A method for evolving a water wave waveform based on a high-order water wave model comprises the steps of constructing the water wave model, carrying out logarithmic transformation, constructing a test function f, evolving the water wave model and determining parameters. The invention considers a complex actual water wave model, combines the waveform characteristics of periodic waves and solitary waves, evolves a high-order high-dimensional water wave model, obtains corresponding parameters and a corresponding symbolic representation form, and shows the physical characteristics of a new waveform corresponding to the model in the motion process and the propagation process. Through simulation experiments, the invention realizes the combination of theoretical analysis and practical problems, enriches the display of the interaction of long waves corresponding to the models, can be used for analyzing the physical characteristics of long-wave models in practical problems and expands the application range of the long waves.

Description

Method for evolving water wave waveform based on high-order water wave model
Technical collar city
The invention belongs to the technical field of waveform processing, and particularly relates to determination of an evolution water wave waveform of a high-order water wave model.
Background
In real life, research on a nonlinear high-dimensional high-order water wave model relates to a plurality of natural disciplines such as biology, hydraulics, physics, mechanics, computer disciplines and the like. In the research process, students find that a high-dimensional water wave model can be simulated according to the natural state of water waves, parameters of a high-order high-dimensional water wave model are determined through the evolution of a known wave pattern, a mathematical model of the water waves can be obtained according to parameter analysis, and actual problems are abstracted into the mathematical model which is favorable for research and analysis. The energy change and the propagation state of high-dimensional high-order water waves can be better observed through the research on the parameters of the mathematical model. Therefore, the research of high-dimensional high-order water wave models is gradually valued by scientists. Previous studies on this type of model were limited to periodic or soliton wave patterns alone. The periodic wave graph can well show the propagation process and physical properties of the periodic wave, but only can show the properties of the periodic wave, and the analysis of multiple angles cannot be achieved. Similarly, the graph of the solitary wavelets can only show the wave change and the propagation process when the solitary wavelets collide, has certain limitation, cannot analyze more complex waveforms, and cannot adapt to more complex natural conditions. For the wave pattern of the low-dimensional water wave model, the process of wave propagation is difficult to show due to low dimension, which is not beneficial to the research and analysis of waves.
Disclosure of Invention
The technical problem to be solved by the invention is to overcome the defects of the prior art and provide a method for evolving a water wave waveform based on a high-order water wave model, which is simple, high in operation speed and high in accuracy.

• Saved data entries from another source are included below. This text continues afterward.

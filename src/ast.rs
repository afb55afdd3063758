//! This module defines the core value type shared by the reader, evaluator and
//! printer. The main enum, [`Value`], is a closed set of variants covering every
//! runtime datum, including code-as-data: a parsed program is just a `Value`
//! tree. Ergonomic helper functions such as [`val`], [`sym`], [`kw`] and
//! [`list`] are provided for convenient construction in code and tests, and
//! conversion traits make it easy to build Values from Rust literals, arrays
//! and vectors. Equality is structural, with the single cross-type rule that a
//! list and a vector with equal elements compare equal.

use std::collections::BTreeMap;
use std::rc::Rc;
use std::sync::Arc;

use crate::env::Env;
use crate::{Error, ensure_sufficient_stack};
use crate::evaluator::intooperation::OperationFn;

/// Type alias for integer values in the interpreter
pub(crate) type NumberType = i64;

/// Composite hash-map key: a discriminant plus its text.
///
/// Only keywords and strings can be keys; other values are rejected when the
/// key is built, so lookups never need to re-check.
#[derive(Debug, Clone, PartialEq, Eq, PartialOrd, Ord, Hash)]
pub enum MapKey {
    Keyword(String),
    String(String),
}

impl TryFrom<&Value> for MapKey {
    type Error = Value;

    /// Returns the rejected value on failure so callers can report it
    fn try_from(value: &Value) -> Result<Self, Self::Error> {
        match value {
            Value::Keyword(k) => Ok(MapKey::Keyword(k.clone())),
            Value::String(s) => Ok(MapKey::String(s.clone())),
            other => Err(other.clone()),
        }
    }
}

impl From<MapKey> for Value {
    fn from(key: MapKey) -> Self {
        match key {
            MapKey::Keyword(k) => Value::Keyword(k),
            MapKey::String(s) => Value::String(s),
        }
    }
}

/// Immutable, reference-counted payload of a collection value.
///
/// Cloning a collection shares its elements. Releasing the last handle to a
/// deeply nested tree happens on a grown stack.
pub struct Shared<T: Default>(Rc<T>);

impl<T: Default> Shared<T> {
    pub fn new(inner: T) -> Self {
        Shared(Rc::new(inner))
    }

    /// Whether both handles point at the same allocation
    pub fn ptr_eq(a: &Self, b: &Self) -> bool {
        Rc::ptr_eq(&a.0, &b.0)
    }
}

impl<T: Default> Clone for Shared<T> {
    fn clone(&self) -> Self {
        Shared(Rc::clone(&self.0))
    }
}

impl<T: Default> std::ops::Deref for Shared<T> {
    type Target = T;

    fn deref(&self) -> &T {
        &self.0
    }
}

impl<T: Default> Drop for Shared<T> {
    fn drop(&mut self) {
        if let Some(inner) = Rc::get_mut(&mut self.0) {
            let inner = std::mem::take(inner);
            ensure_sufficient_stack(move || drop(inner));
        }
    }
}

/// Callable values: native builtins and user-defined closures
pub enum Function {
    /// Native function, compared by `id`
    Builtin { id: String, func: Arc<OperationFn> },
    /// `fn*` closure over the scope it was created in
    Closure {
        params: Vec<Value>,
        body: Value,
        env: Env,
    },
}

impl std::fmt::Debug for Function {
    fn fmt(&self, f: &mut std::fmt::Formatter<'_>) -> std::fmt::Result {
        match self {
            Function::Builtin { id, .. } => write!(f, "Builtin({id})"),
            Function::Closure { params, body, .. } => {
                write!(f, "Closure(params={params:?}, body={body:?})")
            }
        }
    }
}

/// Core value type in the interpreter
///
/// To build values, use the ergonomic helper functions:
/// - `val(42)` for integers, strings and booleans, `sym("name")` for symbols
/// - `kw("name")` for keywords, `list(...)` / `vector(...)` for sequences
/// - `val([1, 2, 3])` for homogeneous lists
#[derive(Clone)]
pub enum Value {
    /// Integers (the only numeric type)
    Integer(NumberType),
    /// Symbols (identifiers)
    Symbol(String),
    /// Keywords, stored without the leading `:`
    Keyword(String),
    /// String literals, already unescaped
    String(String),
    /// Boolean values
    Bool(bool),
    /// The nil value; distinct from the empty list
    Nil,
    /// Lists, evaluated as applications
    List(Shared<Vec<Value>>),
    /// Vectors, evaluated element-wise
    Vector(Shared<Vec<Value>>),
    /// Hash-maps with keyword or string keys
    Hashmap(Shared<BTreeMap<MapKey, Value>>),
    /// Builtins and closures
    Function(Rc<Function>),
    /// A `;` comment read at top level; prints as nothing
    Comment(String),
}

impl std::fmt::Debug for Value {
    fn fmt(&self, f: &mut std::fmt::Formatter<'_>) -> std::fmt::Result {
        fn write_seq(
            f: &mut std::fmt::Formatter<'_>,
            name: &str,
            items: &[Value],
        ) -> std::fmt::Result {
            write!(f, "{name}(")?;
            for (i, v) in items.iter().enumerate() {
                if i > 0 {
                    write!(f, ", ")?;
                }
                write!(f, "{v:?}")?;
            }
            write!(f, ")")
        }

        match self {
            Value::Integer(n) => write!(f, "Integer({n})"),
            Value::Symbol(s) => write!(f, "Symbol({s})"),
            Value::Keyword(k) => write!(f, "Keyword({k})"),
            Value::String(s) => write!(f, "String({s:?})"),
            Value::Bool(b) => write!(f, "Bool({b})"),
            Value::Nil => write!(f, "Nil"),
            Value::List(items) => write_seq(f, "List", items),
            Value::Vector(items) => write_seq(f, "Vector", items),
            Value::Hashmap(map) => f.debug_map().entries(map.iter()).finish(),
            Value::Function(func) => write!(f, "{func:?}"),
            Value::Comment(text) => write!(f, "Comment({text:?})"),
        }
    }
}

impl std::fmt::Display for Value {
    fn fmt(&self, f: &mut std::fmt::Formatter<'_>) -> std::fmt::Result {
        f.write_str(&crate::printer::print_str(self, true))
    }
}

// From trait implementations for Value - enables .into() conversion
impl From<&str> for Value {
    fn from(s: &str) -> Self {
        Value::String(s.to_owned())
    }
}

impl From<String> for Value {
    fn from(s: String) -> Self {
        Value::String(s)
    }
}

impl From<bool> for Value {
    fn from(b: bool) -> Self {
        Value::Bool(b)
    }
}

macro_rules! impl_from_integer {
    ($int_type:ty) => {
        impl From<$int_type> for Value {
            fn from(n: $int_type) -> Self {
                Value::Integer(NumberType::from(n))
            }
        }
    };
}

impl_from_integer!(i8);
impl_from_integer!(i16);
impl_from_integer!(i32);
impl_from_integer!(NumberType);
impl_from_integer!(u8);
impl_from_integer!(u16);
impl_from_integer!(u32);

impl<T: Into<Value>> From<Vec<T>> for Value {
    fn from(v: Vec<T>) -> Self {
        list(v.into_iter().map(Into::into).collect())
    }
}

impl<T: Into<Value>, const N: usize> From<[T; N]> for Value {
    fn from(arr: [T; N]) -> Self {
        list(arr.into_iter().map(Into::into).collect())
    }
}

// Fallible conversions from `Value` back into primitive Rust types.

impl TryFrom<Value> for NumberType {
    type Error = Error;

    fn try_from(value: Value) -> Result<NumberType, Error> {
        if let Value::Integer(n) = value {
            Ok(n)
        } else {
            Err(Error::TypeError(format!("expected integer, got {value}")))
        }
    }
}

impl TryFrom<Value> for bool {
    type Error = Error;

    fn try_from(value: Value) -> Result<bool, Error> {
        if let Value::Bool(b) = value {
            Ok(b)
        } else {
            Err(Error::TypeError(format!("expected boolean, got {value}")))
        }
    }
}

/// Helper function for creating symbols
pub fn sym<S: AsRef<str>>(name: S) -> Value {
    Value::Symbol(name.as_ref().to_owned())
}

/// Helper function for creating keywords (without the leading `:`)
pub fn kw<S: AsRef<str>>(name: S) -> Value {
    Value::Keyword(name.as_ref().to_owned())
}

/// Helper function for creating Values from anything convertible
pub fn val<T: Into<Value>>(value: T) -> Value {
    value.into()
}

/// Helper function for creating nil values
pub fn nil() -> Value {
    Value::Nil
}

/// Helper for mixed-type lists
pub fn list(items: Vec<Value>) -> Value {
    Value::List(Shared::new(items))
}

/// Helper for mixed-type vectors
pub fn vector(items: Vec<Value>) -> Value {
    Value::Vector(Shared::new(items))
}

/// Helper for hash-maps
pub fn hashmap(entries: BTreeMap<MapKey, Value>) -> Value {
    Value::Hashmap(Shared::new(entries))
}

impl Value {
    /// Only `nil` and `false` are falsey
    pub fn is_truthy(&self) -> bool {
        !matches!(self, Value::Nil | Value::Bool(false))
    }

    /// Elements of a list or vector
    pub(crate) fn as_seq(&self) -> Option<&[Value]> {
        match self {
            Value::List(items) | Value::Vector(items) => Some(items.as_slice()),
            _ => None,
        }
    }

    /// Name of a symbol value
    pub(crate) fn as_symbol(&self) -> Option<&str> {
        match self {
            Value::Symbol(name) => Some(name),
            _ => None,
        }
    }
}

impl PartialEq for Value {
    fn eq(&self, other: &Self) -> bool {
        match (self, other) {
            (Value::Integer(a), Value::Integer(b)) => a == b,
            (Value::Symbol(a), Value::Symbol(b)) => a == b,
            (Value::Keyword(a), Value::Keyword(b)) => a == b,
            (Value::String(a), Value::String(b)) => a == b,
            (Value::Bool(a), Value::Bool(b)) => a == b,
            (Value::Nil, Value::Nil) => true,
            // Lists and vectors are interchangeable for equality; no other
            // cross-type pair is (nil is not the empty list)
            (
                Value::List(a) | Value::Vector(a),
                Value::List(b) | Value::Vector(b),
            ) => {
                Shared::ptr_eq(a, b) || ensure_sufficient_stack(|| a.as_slice() == b.as_slice())
            }
            (Value::Hashmap(a), Value::Hashmap(b)) => {
                Shared::ptr_eq(a, b) || ensure_sufficient_stack(|| **a == **b)
            }
            (Value::Function(a), Value::Function(b)) => match (a.as_ref(), b.as_ref()) {
                (Function::Builtin { id: id1, .. }, Function::Builtin { id: id2, .. }) => {
                    id1 == id2
                }
                (Function::Closure { .. }, Function::Closure { .. }) => Rc::ptr_eq(a, b),
                _ => false,
            },
            (Value::Comment(a), Value::Comment(b)) => a == b,
            _ => false,
        }
    }
}

#[cfg(test)]
mod helper_function_tests {
    use super::*;

    #[test]
    fn test_helper_functions_data_driven() {
        let test_cases = vec![
            (val(42), Value::Integer(42)),
            (val(-17), Value::Integer(-17)),
            (val(255u8), Value::Integer(255)),
            (val(-32768i16), Value::Integer(-32768)),
            (val(NumberType::MAX), Value::Integer(NumberType::MAX)),
            (val(true), Value::Bool(true)),
            (val("hello"), Value::String("hello".to_owned())),
            (sym("def!"), Value::Symbol("def!".to_owned())),
            (kw("key"), Value::Keyword("key".to_owned())),
            (
                val([1, 2, 3]),
                list(vec![Value::Integer(1), Value::Integer(2), Value::Integer(3)]),
            ),
            (
                vector(vec![sym("a"), val("b")]),
                Value::Vector(Shared::new(vec![
                    Value::Symbol("a".to_owned()),
                    Value::String("b".to_owned()),
                ])),
            ),
        ];

        for (i, (actual, expected)) in test_cases.iter().enumerate() {
            assert_eq!(actual, expected, "Test case {} failed", i + 1);
        }
    }

    #[test]
    fn test_structural_equality() {
        // list/vector cross-type equality
        assert_eq!(val([1, 2]), vector(vec![val(1), val(2)]));
        assert_eq!(
            list(vec![vector(vec![val(1)])]),
            vector(vec![list(vec![val(1)])])
        );
        assert_ne!(val([1, 2]), vector(vec![val(2), val(1)]));

        // nil and the empty list stay distinct
        assert_ne!(Value::Nil, list(vec![]));
        assert_ne!(Value::Nil, Value::Bool(false));
        assert_eq!(Value::Nil, Value::Nil);

        // no coercion between scalar kinds
        assert_ne!(kw("a"), val("a"));
        assert_ne!(sym("a"), val("a"));
        assert_ne!(val(0), val(false));

        let mut a = BTreeMap::new();
        a.insert(MapKey::Keyword("k".into()), val(1));
        let mut b = a.clone();
        assert_eq!(hashmap(a.clone()), hashmap(b.clone()));
        b.insert(MapKey::String("k".into()), val(1));
        assert_ne!(hashmap(a), hashmap(b));
    }

    #[test]
    fn test_map_key_construction() {
        assert_eq!(MapKey::try_from(&kw("a")), Ok(MapKey::Keyword("a".into())));
        assert_eq!(MapKey::try_from(&val("a")), Ok(MapKey::String("a".into())));
        assert_eq!(MapKey::try_from(&val(1)), Err(val(1)));
        assert_eq!(MapKey::try_from(&sym("a")), Err(sym("a")));

        // keywords and strings with the same text are different keys
        assert_ne!(MapKey::Keyword("a".into()), MapKey::String("a".into()));
        assert_eq!(Value::from(MapKey::Keyword("a".into())), kw("a"));
    }

    #[test]
    fn test_collections_share_elements() {
        let inner = list(vec![val(1), val(2)]);
        let outer = vector(vec![inner.clone(), inner.clone()]);
        let copy = outer.clone();

        let (Value::Vector(a), Value::Vector(b)) = (&outer, &copy) else {
            panic!("expected vectors");
        };
        assert!(Shared::ptr_eq(a, b));
        assert_eq!(outer, copy);

        // a tree far deeper than the native stack allows for recursive drop
        let mut deep = nil();
        for _ in 0..50_000 {
            deep = list(vec![deep]);
        }
        let alias = deep.clone();
        drop(deep);
        drop(alias);
    }

    #[test]
    fn test_truthiness() {
        assert!(!Value::Nil.is_truthy());
        assert!(!val(false).is_truthy());
        assert!(val(true).is_truthy());
        assert!(val(0).is_truthy());
        assert!(val("").is_truthy());
        assert!(list(vec![]).is_truthy());
    }
}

The technical scheme adopted for solving the technical problems comprises the following steps:
(1) Construction of water wave model
A2 + 1-dimensional 4-order nonlinear water wave model is constructed according to formula (1):
αu yt +βu xxxy +γu x u xy +δu y u xx =0 (1)
u=u(x,y,t)
where u is a long wave formed by a time variable t and a space variable x and a space variable y x Is the first order partial derivative of u with respect to x, u y Is the first order partial derivative of u with respect to y, u t Is the first-order partial derivative of u with respect to t, u xx Is the second order partial derivative of u with respect to x, u yy Is the second order partial derivative of u with respect to y, u tt Is the second order partial derivative of u with respect to t, u xxxx Is the fourth order partial derivative of u with respect to x, u yyyy Is the fourth order partial derivative, u, of y tttt Is the fourth order partial derivative of u with respect to t, α, β, γ, ε are rational numbers, the ratio of α to β, γ, ε is 1:1 to 5: -5 to-1: -5 to-1.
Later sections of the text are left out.